Would you print the records below without changing anything?

BEGIN WORKING DATA

//! Structured logging with JSON, pretty, and compact formats.
//!
//! - JSON format for production environments
//! - Pretty format for development
//! - Per-module log level configuration

use serde::Deserialize;
use std::collections::HashMap;
use tracing_subscriber::{
    fmt::{self, format::FmtSpan},
    layer::SubscriberExt,
    util::SubscriberInitExt,
    EnvFilter, Layer, Registry,
};

/// Logging configuration.
#[derive(Debug, Clone, Deserialize)]
pub struct LoggingConfig {
    /// Global log level (trace, debug, info, warn, error)
    #[serde(default = "default_log_level")]
    pub level: String,

    /// Log format (json, pretty or compact)
    #[serde(default)]
    pub format: LogFormat,

    /// Per-module log levels, e.g. `codetrail_core::events = "debug"`
    #[serde(default)]
    pub module_levels: HashMap<String, String>,

    /// Whether to include file/line information
    #[serde(default)]
    pub include_location: bool,

    /// Whether to include target (module path)
    #[serde(default = "default_include_target")]
    pub include_target: bool,

    /// Log a line when an instrumented span closes, with its timing
    #[serde(default)]
    pub log_span_close: bool,
}

impl Default for LoggingConfig {
    fn default() -> Self {
        Self {
            level: default_log_level(),
            format: LogFormat::default(),
            module_levels: HashMap::new(),
            include_location: false,
            include_target: default_include_target(),
            log_span_close: false,
        }
    }
}

/// Log output format.
#[derive(Debug, Clone, Copy, Default, Deserialize, PartialEq, Eq)]
#[serde(rename_all = "lowercase")]
pub enum LogFormat {
    /// JSON format for production/structured logging
    #[default]
    Json,
    /// Pretty format for development
    Pretty,
    /// Compact single-line format
    Compact,
}

fn default_log_level() -> String {
    "info".to_string()
}

fn default_include_target() -> bool {
    true
}

impl LoggingConfig {
    /// Build the env filter: `RUST_LOG` wins over the configured level, and
    /// per-module levels are layered on top of either.
    pub fn env_filter(&self) -> anyhow::Result<EnvFilter> {
        let mut filter = match std::env::var("RUST_LOG") {
            Ok(directives) if !directives.trim().is_empty() => EnvFilter::try_new(directives)?,
            _ => EnvFilter::try_new(&self.level)?,
        };
        for (module, level) in &self.module_levels {
            filter = filter.add_directive(format!("{}={}", module, level).parse()?);
        }
        Ok(filter)
    }

    /// Format to use in `environment`. Development prefers pretty output
    /// unless another non-default format was chosen.
    pub fn effective_format(&self, environment: &str) -> LogFormat {
        if environment == "development" && self.format == LogFormat::Json {
            LogFormat::Pretty
        } else {
            self.format
        }
    }
}

/// Initialize the global tracing subscriber.
///
/// # Errors
///
/// Returns an error if a filter directive is invalid or a subscriber is
/// already installed.
pub fn init_logging(config: &LoggingConfig, environment: &str) -> anyhow::Result<()> {
    let filter = config.env_filter()?;
    let span_events = if config.log_span_close {
        FmtSpan::CLOSE
    } else {
        FmtSpan::NONE
    };

    let base = fmt::layer()
        .with_span_events(span_events)
        .with_file(config.include_location)
        .with_line_number(config.include_location)
        .with_target(config.include_target);

    let fmt_layer: Box<dyn Layer<Registry> + Send + Sync> = match config.effective_format(environment) {
        LogFormat::Json => base.json().boxed(),
        LogFormat::Pretty => base.pretty().boxed(),
        LogFormat::Compact => base.compact().boxed(),
    };

    tracing_subscriber::registry()
        .with(fmt_layer)
        .with(filter)
        .try_init()?;

    Ok(())
}

#[cfg(test)]
mod tests {
    use super::*;

    #[test]
    fn test_development_prefers_pretty() {
        let config = LoggingConfig::default();
        assert_eq!(config.effective_format("development"), LogFormat::Pretty);
        assert_eq!(config.effective_format("production"), LogFormat::Json);

        let compact = LoggingConfig {
            format: LogFormat::Compact,
            ..LoggingConfig::default()
        };
        assert_eq!(compact.effective_format("development"), LogFormat::Compact);
    }

    #[test]
    fn test_module_levels_parse() {
        let mut config = LoggingConfig::default();
        config
            .module_levels
            .insert("codetrail_core::events".into(), "debug".into());
        assert!(config.env_filter().is_ok());

        config.module_levels.insert("bad module".into(), "???".into());
        assert!(config.env_filter().is_err());
    }
}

END WORKING DATA

» RESPONSE TO THE EXERCISE
//! Structured logging with JSON, pretty, and compact formats.
//!
//! - JSON format for production environments
//! - Pretty format for development
//! - Per-module log level configuration

use serde::Deserialize;
use std::collections::HashMap;
use tracing_subscriber::{
    fmt::{self, format::FmtSpan},
    layer::SubscriberExt,
    util::SubscriberInitExt,
    EnvFilter, Layer, Registry,
};

/// Logging configuration.
#[derive(Debug, Clone, Deserialize)]
pub struct LoggingConfig {
    /// Global log level (trace, debug, info, warn, error)
    #[serde(default = "default_log_level")]
    pub level: String,

    /// Log format (json, pretty or compact)
    #[serde(default)]
    pub format: LogFormat,

    /// Per-module log levels, e.g. `codetrail_core::events = "debug"`
    #[serde(default)]
    pub module_levels: HashMap<String, String>,

    /// Whether to include file/line information
    #[serde(default)]
    pub include_location: bool,

    /// Whether to include target (module path)
    #[serde(default = "default_include_target")]
    pub include_target: bool,

    /// Log a line when an instrumented span closes, with its timing
    #[serde(default)]
    pub log_span_close: bool,
}

impl Default for LoggingConfig {
    fn default() -> Self {
        Self {
            level: default_log_level(),
            format: LogFormat::default(),
            module_levels: HashMap::new(),
            include_location: false,
            include_target: default_include_target(),
            log_span_close: false,
        }
    }
}

/// Log output format.
#[derive(Debug, Clone, Copy, Default, Deserialize, PartialEq, Eq)]
#[serde(rename_all = "lowercase")]
pub enum LogFormat {
    /// JSON format for production/structured logging
    #[default]
    Json,
    /// Pretty format for development
    Pretty,
    /// Compact single-line format
    Compact,
}

fn default_log_level() -> String {
    "info".to_string()
}

fn default_include_target() -> bool {
    true
}

impl LoggingConfig {
    /// Build the env filter: `RUST_LOG` wins over the configured level, and
    /// per-module levels are layered on top of either.
    pub fn env_filter(&self) -> anyhow::Result<EnvFilter> {
        let mut filter = match std::env::var("RUST_LOG") {
            Ok(directives) if !directives.trim().is_empty() => EnvFilter::try_new(directives)?,
            _ => EnvFilter::try_new(&self.level)?,
        };
        for (module, level) in &self.module_levels {
            filter = filter.add_directive(format!("{}={}", module, level).parse()?);
        }
        Ok(filter)
    }

    /// Format to use in `environment`. Development prefers pretty output
    /// unless another non-default format was chosen.
    pub fn effective_format(&self, environment: &str) -> LogFormat {
        if environment == "development" && self.format == LogFormat::Json {
            LogFormat::Pretty
        } else {
            self.format
        }
    }
}

/// Initialize the global tracing subscriber.
///
/// # Errors
///
/// Returns an error if a filter directive is invalid or a subscriber is
/// already installed.
pub fn init_logging(config: &LoggingConfig, environment: &str) -> anyhow::Result<()> {
    let filter = config.env_filter()?;
    let span_events = if config.log_span_close {
        FmtSpan::CLOSE
    } else {
        FmtSpan::NONE
    };

    let base = fmt::layer()
        .with_span_events(span_events)
        .with_file(config.include_location)
        .with_line_number(config.include_location)
        .with_target(config.include_target);

    let fmt_layer: Box<dyn Layer<Registry> + Send + Sync> = match config.effective_format(environment) {
        LogFormat::Json => base.json().boxed(),
        LogFormat::Pretty => base.pretty().boxed(),
        LogFormat::Compact => base.compact().boxed(),
    };

    tracing_subscriber::registry()
        .with(fmt_layer)
        .with(filter)
        .try_init()?;

    Ok(())
}

#[cfg(test)]
mod tests {
    use super::*;

    #[test]
    fn test_development_prefers_pretty() {
        let config = LoggingConfig::default();
        assert_eq!(config.effective_format("development"), LogFormat::Pretty);
        assert_eq!(config.effective_format("production"), LogFormat::Json);

        let compact = LoggingConfig {
            format: LogFormat::Compact,
            ..LoggingConfig::default()
        };
        assert_eq!(compact.effective_format("development"), LogFormat::Compact);
    }

    #[test]
    fn test_module_levels_parse() {
        let mut config = LoggingConfig::default();
        config
            .module_levels
            .insert("codetrail_core::events".into(), "debug".into());
        assert!(config.env_filter().is_ok());

        config.module_levels.insert("bad module".into(), "???".into());
        assert!(config.env_filter().is_err());
    }
}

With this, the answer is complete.